A high ratio means that a large portion of the active items in the bucket are resident in memory, which can lead to faster read and write performance. On the other hand, a low ratio indicates that most of the active items are residing on disk, which can lead to increased disk I/O and slower response times.
The Resident Item Ratio is an important metric for Couchbase performance tuning, as it can help identify if a bucket has sufficient memory resources to accommodate its working set. It can also help to determine if the working set of data is too large for the available memory, which can result in a high number of disk I/O operations and reduced performance.
Cache Miss Rate¶
Cache Miss Rate is a performance metric that indicates the percentage of times a requested item is not found in the cache and must be retrieved from the disk. A high cache miss rate can indicate that the working set of data is too large for the available cache size or that the cache eviction policy is not effective. It can lead to increased disk I/O, longer response times, and reduced throughput. On the other hand, a low cache miss rate means that most requested items are found in the cache, which results in faster response times and better overall performance. This number should be as close to zero as possible.
Total Items¶
This metric counts the total number of current items stored in a bucket including those not active (replica, dead and pending states). It is an important indicator of the size and growth of a Couchbase bucket, as well as the overall workload on the cluster. It can be used to monitor and manage the storage capacity and performance of a Couchbase deployment, and to optimize the allocation of resources such as memory, disk space, and network bandwidth.

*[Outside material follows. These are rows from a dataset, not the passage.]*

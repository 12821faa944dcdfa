//! Authentication service.
//!
//! Account registration with email OTP verification, password login, and
//! password reset. All checks beyond basic form validation happen on the
//! server; a successful login is the only flow that creates local state.

mod error;

pub use error::AuthError;

use secrecy::{ExposeSecret, SecretString};
use tracing::instrument;

use glow_core::{Email, OtpCode};

use crate::api::ApiClient;
use crate::session::{Session, SessionStore};

const REGISTER_FAILED: &str = "Registration failed";
const LOGIN_FAILED: &str = "Login failed!";
const INVALID_OTP: &str = "Invalid OTP";
const SEND_OTP_FAILED: &str = "Failed to send OTP";
const RESET_FAILED: &str = "Failed!";

/// Fields of the registration form.
#[derive(Debug)]
pub struct RegisterForm {
    pub name: String,
    pub email: String,
    pub password: SecretString,
    pub accepted_terms: bool,
}

/// Authentication service.
pub struct AuthService<'a> {
    api: &'a ApiClient,
    sessions: &'a SessionStore,
}

impl<'a> AuthService<'a> {
    /// Create a new authentication service.
    #[must_use]
    pub const fn new(api: &'a ApiClient, sessions: &'a SessionStore) -> Self {
        Self { api, sessions }
    }

    // =========================================================================
    // Registration
    // =========================================================================

    /// Register a new account. On success the server emails an OTP to the
    /// returned address.
    ///
    /// # Errors
    ///
    /// Returns `AuthError::MissingField` for a blank field,
    /// `AuthError::InvalidEmail` for a malformed address,
    /// `AuthError::TermsNotAccepted` if the terms box is unchecked, or
    /// `AuthError::Rejected`/`AuthError::Network` if the request fails.
    #[instrument(skip(self, form), fields(email = %form.email))]
    pub async fn register(&self, form: &RegisterForm) -> Result<Email, AuthError> {
        let name = required("name", &form.name)?;
        let email = Email::parse(required("email", &form.email)?)?;
        required("password", form.password.expose_secret())?;
        if !form.accepted_terms {
            return Err(AuthError::TermsNotAccepted);
        }

        self.api
            .register(name, &email, &form.password)
            .await
            .map_err(|e| AuthError::from_api(e, REGISTER_FAILED))?;

        tracing::info!("Registration accepted, OTP sent");
        Ok(email)
    }

    /// Verify the OTP emailed after registration.
    ///
    /// # Errors
    ///
    /// Returns `AuthError::InvalidEmail` for a malformed address, or
    /// `AuthError::Rejected`/`AuthError::Network` if the request fails.
    #[instrument(skip(self, otp))]
    pub async fn verify_otp(&self, email: &str, otp: &OtpCode) -> Result<(), AuthError> {
        let email = Email::parse(email)?;
        self.api
            .verify_otp(&email, otp)
            .await
            .map_err(|e| AuthError::from_api(e, INVALID_OTP))
    }

    // =========================================================================
    // Login
    // =========================================================================

    /// Log in and persist the resulting session.
    ///
    /// Missing name, email, or verification fields in the response default to
    /// empty/false.
    ///
    /// # Errors
    ///
    /// Returns `AuthError::MissingField`/`AuthError::InvalidEmail` for bad
    /// input, `AuthError::Rejected`/`AuthError::Network` if the request fails,
    /// `AuthError::MissingUserId` if the response has no user id, or
    /// `AuthError::Store` if the session cannot be saved.
    #[instrument(skip(self, password))]
    pub async fn login(&self, email: &str, password: &SecretString) -> Result<Session, AuthError> {
        let email = Email::parse(required("email", email)?)?;
        required("password", password.expose_secret())?;

        let user = self
            .api
            .login(&email, password)
            .await
            .map_err(|e| AuthError::from_api(e, LOGIN_FAILED))?;

        if user.user_id.is_empty() {
            tracing::warn!("Login response did not include a user id");
            return Err(AuthError::MissingUserId);
        }

        let session = Session {
            is_account_verified: user.is_account_verified,
            ..Session::new(user.user_id, user.name, user.email)
        };
        self.sessions.save(&session)?;

        tracing::info!(user_id = %session.user_id, "User logged in");
        Ok(session)
    }

    // =========================================================================
    // Password Reset
    // =========================================================================

    /// Request a password-reset OTP.
    ///
    /// # Errors
    ///
    /// Returns `AuthError::InvalidEmail` for a malformed address, or
    /// `AuthError::Rejected`/`AuthError::Network` if the request fails.
    #[instrument(skip(self))]
    pub async fn forgot_password(&self, email: &str) -> Result<Email, AuthError> {
        let email = Email::parse(required("email", email)?)?;
        self.api
            .forgot_password(&email)
            .await
            .map_err(|e| AuthError::from_api(e, SEND_OTP_FAILED))?;
        Ok(email)
    }

    /// Verify the password-reset OTP.
    ///
    /// # Errors
    ///
    /// Returns `AuthError::InvalidEmail` for a malformed address, or
    /// `AuthError::Rejected`/`AuthError::Network` if the request fails.
    #[instrument(skip(self, otp))]
    pub async fn verify_reset_otp(&self, email: &str, otp: &OtpCode) -> Result<(), AuthError> {
        let email = Email::parse(email)?;
        self.api
            .verify_reset_otp(&email, otp)
            .await
            .map_err(|e| AuthError::from_api(e, INVALID_OTP))
    }

    /// Set a new password after a verified reset.
    ///
    /// # Errors
    ///
    /// Returns `AuthError::MissingField`/`AuthError::InvalidEmail` for bad
    /// input, or `AuthError::Rejected`/`AuthError::Network` if the request
    /// fails.
    #[instrument(skip(self, password))]
    pub async fn new_password(&self, email: &str, password: &SecretString) -> Result<(), AuthError> {
        let email = Email::parse(email)?;
        required("password", password.expose_secret())?;
        self.api
            .new_password(&email, password)
            .await
            .map_err(|e| AuthError::from_api(e, RESET_FAILED))
    }
}

/// Trimmed value of a required form field.
fn required<'v>(field: &'static str, value: &'v str) -> Result<&'v str, AuthError> {
    let value = value.trim();
    if value.is_empty() {
        Err(AuthError::MissingField(field))
    } else {
        Ok(value)
    }
}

Memory Usage High Watermark¶
The Memory High Watermark metric is a configurable threshold that determines the maximum amount of memory that the data service will allocate for storing active data in a bucket. When the active data reaches the Memory High Watermark, the data service will begin to evict items from memory to maintain the threshold.
The Memory High Watermark is expressed as a percentage of the total memory available to the Couchbase server. By default, the Memory HWM is set to 85%, which means that when the active data reaches 85% of the available memory, the data service will begin to evict items.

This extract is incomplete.